Trichlorocarban induces developmental and immune toxicity to zebrafish (Danio rerio) by targeting TLR4/MyD88/NF-κB signaling pathway

Trichlorocarban (TCC) is ubiquitously detected in environmental matrices, while there is a paucity of information regarding its systemic toxicity. In the present study, we observed that TCC exposure led to high embryo mortality, delayed hatching and yolk absorption, as well as increased malformations, such as closure of swim sac and yolk sac edema. Meanwhile, TCC affected the formation and branch of sub-intestinal veins (SIVs), intersegmental vessels and posterior cardinal veins. Especially, the SIVs were shrunk, and their branches were reduced or even broken along with reduced coverage area. TCC-induced oxidative stress and excessive apoptosis resulted from abnormal expression of the anti/pro-apoptotic genes. Significant reduction in the number and aggregation function of immune cells proved that TCC had prominent immunotoxicity to zebrafish. TCC-targeted TLR4 signaling pathway was demonstrated by abnormal expression of the marker genes (tlr4, MyD88 and nf-kappa b) and release of the downstream inflammatory factors (TNF-alpha, IL-6, etc.).
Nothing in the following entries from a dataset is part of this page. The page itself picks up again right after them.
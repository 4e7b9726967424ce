//! Marker vocabularies
//!
//! A line "starts with" a marker if it does so exactly, or after lowercasing
//! both sides. Ideographic markers are unaffected by lowercasing, so they only
//! ever match exactly.

pub const GREETING_PREFIXES: &[&str] = &[
    "亲爱的", "最亲爱的", "挚爱的", "宝贝", "我最爱的", "我的", "致", "亲", "心爱的", "想念的",
    "dear", "my", "to", "dearest", "beloved", "darling",
];

pub const CLOSING_KEYWORDS: &[&str] = &[
    "爱你的",
    "永远爱你的",
    "永远爱你",
    "你的",
    "想你的",
    "深爱你的",
    "此致",
    "敬上",
    "爱你",
    "挚爱",
    "永远的",
    "思念你的",
    "最爱你的",
    "你永远的",
    "深深爱你的",
    "love,",
    "yours,",
    "forever,",
    "always,",
    "with love,",
];

pub const PS_PREFIXES: &[&str] = &["附言", "附：", "p.s.", "ps.", "ps:", "p.s"];

/// Does the (already trimmed) `line` start with any of `markers`?
pub fn starts_with_any(line: &str, markers: &[&str]) -> bool {
    if line.is_empty() {
        return false;
    }
    let lower = line.to_lowercase();
    markers
        .iter()
        .any(|m| line.starts_with(m) || lower.starts_with(&m.to_lowercase()))
}

#[cfg(test)]
mod tests {
    use super::*;

    #[test]
    fn ascii_markers_are_case_insensitive() {
        assert!(starts_with_any("Dear Sam,", GREETING_PREFIXES));
        assert!(starts_with_any("DEAREST one", GREETING_PREFIXES));
        assert!(starts_with_any("P.S. call me", PS_PREFIXES));
        assert!(starts_with_any("PS: bring wine", PS_PREFIXES));
        assert!(starts_with_any("With Love, Alex", CLOSING_KEYWORDS));
    }

    #[test]
    fn ideographic_markers_match_exactly() {
        assert!(starts_with_any("亲爱的小明", GREETING_PREFIXES));
        assert!(starts_with_any("附言：记得吃饭", PS_PREFIXES));
        assert!(starts_with_any("附：照片", PS_PREFIXES));
        assert!(starts_with_any("爱你的，小红", CLOSING_KEYWORDS));
        assert!(!starts_with_any("小明亲爱的", GREETING_PREFIXES));
    }

    #[test]
    fn closing_keywords_need_their_comma() {
        assert!(!starts_with_any("love you lots", CLOSING_KEYWORDS));
        assert!(starts_with_any("Love,", CLOSING_KEYWORDS));
    }

    #[test]
    fn prefixes_are_plain_prefixes() {
        // Literal prefix matching: "my" also matches "mystery".
        assert!(starts_with_any("mystery guest", GREETING_PREFIXES));
        assert!(!starts_with_any("", GREETING_PREFIXES));
    }
}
Inhibition of TLR4/MyD88/NF-kappa B pathway by an inhibitor (CA-4948) rescued the decreasing trend of the immune cells induced by TCC. Molecular docking results demonstrated that TCC could stably bind to TLR4 receptor to form hydrogen bonds and hydrophobic interactions with amino acids. Overall, these findings reveal the underlying molecular mechanisms on TCC-induced developmental and immune toxicity to zebrafish. (C) 2021 Elsevier Ltd. All rights reserved.

Automated summary

Exposure to TCC results in high embryonic toxicity and immunotoxicity in zebrafish, characterized by abnormal vascular development, increased oxidative stress and apoptosis, as well as reduction in immune cell number and function. The TCC-induced effects are mediated through the TLR4 signaling pathway, which can be rescued by inhibition of TLR4/MyD88/NF-kappa B pathway. Molecular docking studies show stable binding of TCC to TLR4 receptor.